Ça me fait chaud au cœur. Je suis content qu’Adam me laisse visiter l’appartement. Je suis venu avec [mon ex-conjointe] tantôt, ça a été vraiment charmant. On a passé des années tellement le fun ici. C’étaient des années bénies.
Michel Rabagliati, auteur des BD Paul
Adam en appartement
Lors d’une discussion entre amis, en regardant le mur sud de la bâtisse – celui sur lequel se trouvait une publicité de la marque de cigarettes Players en 1983 (donc dans la BD) -, Adam décide de lancer des démarches pour un jour y voir une murale en l’honneur de l’œuvre de Michel Rabagliati.
Il contacte l’auteur via un groupe Facebook d’admirateurs de son œuvre. Michel flirte alors avec l’idée, mais n’y croit pas vraiment. «Je me disais que ce n’était pas le genre de projet qu’aiment les propriétaires», raconte le bédéiste. «Adam a dû être très convaincant, parce qu’ils ont accepté.»
De fil en aiguille et quelques années plus tard, la Ville et les propriétaires étaient convaincus: le projet allait se concrétiser. Michel a pris le relais et contacté MU, un organisme qui permet à plusieurs murales de voir le jour sur les murs de la métropole. Celui-ci est notamment derrière la grande fresque de Léonard Cohen, icône de Montréal, visible du haut du mont Royal.
«On veut rendre hommage à des artistes qui font rayonner Montréal», souligne la responsable des communications de MU, Julie Carlier.
Paul comme guide touristique
Traduits dans huit langues, les récits de Michel Rabagliati, qui comprennent «80, 85% de faits vécus», guident les lecteurs dans Montréal et à travers le Québec. Le bédéiste porte une attention particulière aux détails des commerces et des bâtisses. «Je trouve ça intéressant, historiquement», explique-t-il. Faisant des bonds dans le passé, il raconte «des choses plausibles» et met en valeur la ville et la province à travers le temps.

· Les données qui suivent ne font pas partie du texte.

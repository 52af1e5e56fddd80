//! Market data and position collaborators.
//!
//! The core never fetches anything; hosts supply candles, order books and
//! positions through these traits. In-memory implementations back tests and
//! replays, and CSV loading feeds the in-memory provider from files.

use std::collections::HashMap;
use std::io::Read;
use std::path::Path;
use std::sync::{PoisonError, RwLock, RwLockWriteGuard};

use anyhow::Context;
use chrono::{DateTime, TimeZone, Utc};
use sentinel_core::domain::{Candle, OrderBookSnapshot, Position, Timeframe};
use serde::Deserialize;
use thiserror::Error;
use tracing::warn;

/// Errors from the data collaborators.
#[derive(Debug, Error)]
pub enum LoadError {
    #[error("no candles for '{symbol}' on {timeframe}")]
    UnknownSeries { symbol: String, timeframe: Timeframe },

    #[error("row {row}: {reason}")]
    InvalidRow { row: usize, reason: String },

    #[error("candles out of order at row {row}: {detail}")]
    OutOfOrder { row: usize, detail: String },

    #[error("csv error: {0}")]
    Csv(#[from] csv::Error),
}

pub trait MarketDataProvider: Send + Sync {
    /// The most recent `limit` candles, oldest first.
    fn get_candles(
        &self,
        symbol: &str,
        timeframe: Timeframe,
        limit: usize,
    ) -> Result<Vec<Candle>, LoadError>;

    /// Top `depth` levels per side, or `None` when no book is available.
    fn get_order_book(
        &self,
        symbol: &str,
        depth: usize,
    ) -> Result<Option<OrderBookSnapshot>, LoadError>;
}

pub trait PositionLedger: Send + Sync {
    fn get_open_position(&self, symbol: &str) -> Option<Position>;
}

// ─── In-memory implementations ──────────────────────────────────────

#[derive(Debug, Default)]
pub struct InMemoryProvider {
    candles: HashMap<(String, Timeframe), Vec<Candle>>,
    books: HashMap<String, OrderBookSnapshot>,
}

impl InMemoryProvider {
    pub fn new() -> Self {
        Self::default()
    }

    pub fn insert_candles(&mut self, symbol: &str, timeframe: Timeframe, candles: Vec<Candle>) {
        self.candles.insert((symbol.to_string(), timeframe), candles);
    }

    pub fn insert_order_book(&mut self, symbol: &str, book: OrderBookSnapshot) {
        self.books.insert(symbol.to_string(), book);
    }
}

impl MarketDataProvider for InMemoryProvider {
    fn get_candles(
        &self,
        symbol: &str,
        timeframe: Timeframe,
        limit: usize,
    ) -> Result<Vec<Candle>, LoadError> {
        let series = self
            .candles
            .get(&(symbol.to_string(), timeframe))
            .ok_or_else(|| LoadError::UnknownSeries {
                symbol: symbol.to_string(),
                timeframe,
            })?;
        let start = series.len().saturating_sub(limit);
        Ok(series[start..].to_vec())
    }

    fn get_order_book(
        &self,
        symbol: &str,
        depth: usize,
    ) -> Result<Option<OrderBookSnapshot>, LoadError> {
        Ok(self.books.get(symbol).map(|book| {
            let mut bids = book.sorted_bids();
            let mut asks = book.sorted_asks();
            bids.truncate(depth);
            asks.truncate(depth);
            OrderBookSnapshot {
                bids,
                asks,
                timestamp: book.timestamp,
            }
        }))
    }
}

/// Positions keyed by symbol, updated by the host.
#[derive(Debug, Default)]
pub struct InMemoryLedger {
    positions: RwLock<HashMap<String, Position>>,
}

impl InMemoryLedger {
    pub fn new() -> Self {
        Self::default()
    }

    pub fn open(&self, position: Position) {
        self.write().insert(position.symbol.clone(), position);
    }

    pub fn close(&self, symbol: &str) -> Option<Position> {
        self.write().remove(symbol)
    }

    /// A panicked writer leaves whole entries behind, so the map is still usable.
    fn write(&self) -> RwLockWriteGuard<'_, HashMap<String, Position>> {
        self.positions.write().unwrap_or_else(|poisoned| {
            warn!("position ledger lock poisoned, recovering");
            PoisonError::into_inner(poisoned)
        })
    }
}

impl PositionLedger for InMemoryLedger {
    fn get_open_position(&self, symbol: &str) -> Option<Position> {
        let map = self.positions.read().unwrap_or_else(|poisoned| {
            warn!(symbol, "position ledger lock poisoned, recovering");
            PoisonError::into_inner(poisoned)
        });
        map.get(symbol).filter(|p| p.is_open()).cloned()
    }
}

// ─── CSV loading ────────────────────────────────────────────────────

#[derive(Debug, Deserialize)]
struct CandleRow {
    timestamp: String,
    open: f64,
    high: f64,
    low: f64,
    close: f64,
    volume: f64,
}

/// Accepts RFC 3339 or integer epoch milliseconds (exchange kline style).
fn parse_timestamp(raw: &str) -> Option<DateTime<Utc>> {
    let raw = raw.trim();
    if !raw.is_empty() && raw.bytes().all(|b| b.is_ascii_digit()) {
        let millis: i64 = raw.parse().ok()?;
        return Utc.timestamp_millis_opt(millis).single();
    }
    DateTime::parse_from_rfc3339(raw).ok().map(|t| t.with_timezone(&Utc))
}

/// Parse `timestamp,open,high,low,close,volume` rows.
///
/// Rows must be strictly chronological and OHLC-sane.
pub fn parse_candles_csv<R: Read>(reader: R) -> Result<Vec<Candle>, LoadError> {
    let mut rdr = csv::ReaderBuilder::new().trim(csv::Trim::All).from_reader(reader);
    let mut candles: Vec<Candle> = Vec::new();
    for (i, row) in rdr.deserialize::<CandleRow>().enumerate() {
        let row_no = i + 1;
        let row = row?;
        let timestamp = parse_timestamp(&row.timestamp).ok_or_else(|| LoadError::InvalidRow {
            row: row_no,
            reason: format!("unparseable timestamp '{}'", row.timestamp),
        })?;
        let candle = Candle {
            timestamp,
            open: row.open,
            high: row.high,
            low: row.low,
            close: row.close,
            volume: row.volume,
        };
        if !candle.is_sane() {
            return Err(LoadError::InvalidRow {
                row: row_no,
                reason: "OHLC values are not consistent".into(),
            });
        }
        if let Some(prev) = candles.last() {
            if candle.timestamp <= prev.timestamp {
                return Err(LoadError::OutOfOrder {
                    row: row_no,
                    detail: format!("{} follows {}", candle.timestamp, prev.timestamp),
                });
            }
        }
        candles.push(candle);
    }
    Ok(candles)
}

pub fn load_candles_csv(path: &Path) -> anyhow::Result<Vec<Candle>> {
    let file = std::fs::File::open(path)
        .with_context(|| format!("failed to open {}", path.display()))?;
    parse_candles_csv(file)
        .with_context(|| format!("failed to load candles from {}", path.display()))
}
//! Relative Strength Index (RSI).
//!
//! Wilder smoothing of average gains and average losses, seeded with the
//! simple mean of the first `period` changes.
//! RSI = 100 - 100 / (1 + avg_gain / avg_loss)
//! Edge cases: flat series → 50; avg_loss == 0 → 100; avg_gain == 0 → 0.

use crate::domain::Candle;

use super::Indicator;

#[derive(Debug, Clone)]
pub struct Rsi {
    period: usize,
    name: String,
}

impl Rsi {
    pub fn new(period: usize) -> Self {
        assert!(period >= 1, "RSI period must be >= 1");
        Self {
            period,
            name: format!("rsi_{period}"),
        }
    }
}

impl Indicator for Rsi {
    fn name(&self) -> &str {
        &self.name
    }

    fn lookback(&self) -> usize {
        self.period
    }

    fn compute(&self, candles: &[Candle]) -> Vec<f64> {
        let n = candles.len();
        let mut result = vec![f64::NAN; n];

        if n < self.period + 1 {
            return result;
        }

        let changes: Vec<f64> = std::iter::once(f64::NAN)
            .chain(candles.windows(2).map(|w| w[1].close - w[0].close))
            .collect();

        let mut avg_gain = 0.0;
        let mut avg_loss = 0.0;
        for &ch in &changes[1..=self.period] {
            if ch.is_nan() {
                return result;
            }
            if ch > 0.0 {
                avg_gain += ch;
            } else {
                avg_loss -= ch;
            }
        }
        avg_gain /= self.period as f64;
        avg_loss /= self.period as f64;

        result[self.period] = rsi_from_averages(avg_gain, avg_loss);

        let alpha = 1.0 / self.period as f64;
        for i in (self.period + 1)..n {
            let ch = changes[i];
            if ch.is_nan() {
                return result;
            }
            avg_gain = alpha * ch.max(0.0) + (1.0 - alpha) * avg_gain;
            avg_loss = alpha * (-ch).max(0.0) + (1.0 - alpha) * avg_loss;
            result[i] = rsi_from_averages(avg_gain, avg_loss);
        }

        result
    }
}

fn rsi_from_averages(avg_gain: f64, avg_loss: f64) -> f64 {
    if avg_loss == 0.0 && avg_gain == 0.0 {
        50.0
    } else if avg_loss == 0.0 {
        100.0
    } else if avg_gain == 0.0 {
        0.0
    } else {
        (100.0 - 100.0 / (1.0 + avg_gain / avg_loss)).clamp(0.0, 100.0)
    }
}

#[cfg(test)]
mod tests {
    use super::*;
    use crate::indicators::{assert_approx, make_candles};

    #[test]
    fn rsi_all_gains() {
        let candles = make_candles(&[100.0, 101.0, 102.0, 103.0, 104.0, 105.0]);
        let result = Rsi::new(3).compute(&candles);
        assert_approx(result[3], 100.0, 1e-6);
    }

    #[test]
    fn rsi_all_losses() {
        let candles = make_candles(&[105.0, 104.0, 103.0, 102.0, 101.0, 100.0]);
        let result = Rsi::new(3).compute(&candles);
        assert_approx(result[3], 0.0, 1e-6);
    }

    #[test]
    fn rsi_flat_is_fifty() {
        let candles = make_candles(&[100.0; 8]);
        let result = Rsi::new(3).compute(&candles);
        assert_approx(result[7], 50.0, 1e-12);
    }

    #[test]
    fn rsi_seed_value() {
        // Changes: +0.34, -0.25, -0.48 → avg_gain 0.34/3, avg_loss 0.73/3
        let candles = make_candles(&[44.0, 44.34, 44.09, 43.61, 44.33]);
        let result = Rsi::new(3).compute(&candles);
        assert!(result[0].is_nan());
        assert!(result[2].is_nan());
        assert_approx(result[3], 100.0 - 100.0 / (1.0 + 0.34 / 0.73), 1e-9);
    }

    #[test]
    fn rsi_wilder_step() {
        let candles = make_candles(&[44.0, 44.34, 44.09, 43.61, 44.33]);
        let result = Rsi::new(3).compute(&candles);
        let gain = (0.34 / 3.0) * (2.0 / 3.0) + 0.72 / 3.0;
        let loss = (0.73 / 3.0) * (2.0 / 3.0);
        assert_approx(result[4], 100.0 - 100.0 / (1.0 + gain / loss), 1e-9);
    }

    #[test]
    fn rsi_insufficient_data() {
        let candles = make_candles(&[100.0, 101.0]);
        assert!(Rsi::new(14).compute(&candles).iter().all(|v| v.is_nan()));
    }
}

L’artiste a lui-même conçu la scène qu’on observe aujourd’hui au coin de Saint-Denis et Gilford. La fresque montre Paul et Lucie (ou Michel et son ex-conjointe), peinturant les murs de leur nouvel appartement. Le bédéiste, voyant ce rituel comme typiquement Montréalais, voulait que tout le monde puisse se reconnaître dans la murale. Il transporte les passants à l’époque où se déroule l’action de Paul en appartement en inscrivant les paroles de la chanson J’t’aime comme un fou, de Robert Charlebois.
Dans la BD, on écoutait une chanson de Culture Club, mais comme la murale va rester là pour toujours, j’ai voulu choisir une chanson francophone. Et la plus écoutée de 1983, ben c’était J’t’aime comme un fou.
Michel Rabagliati
«C’était probablement nos années les plus heureuses, je pense», se souvient l’auteur de Paul en appartement.
En milieu d’après-midi, après l’entrevue, les peintres font monter Michel sur le lift. En hauteur, il aide à donner les derniers coups de pinceau sur sa murale. De la rue, en criant, Adam lui présente sa copine, qui déménage avec lui sous peu: «C’est elle, ma Lucie, Michel!»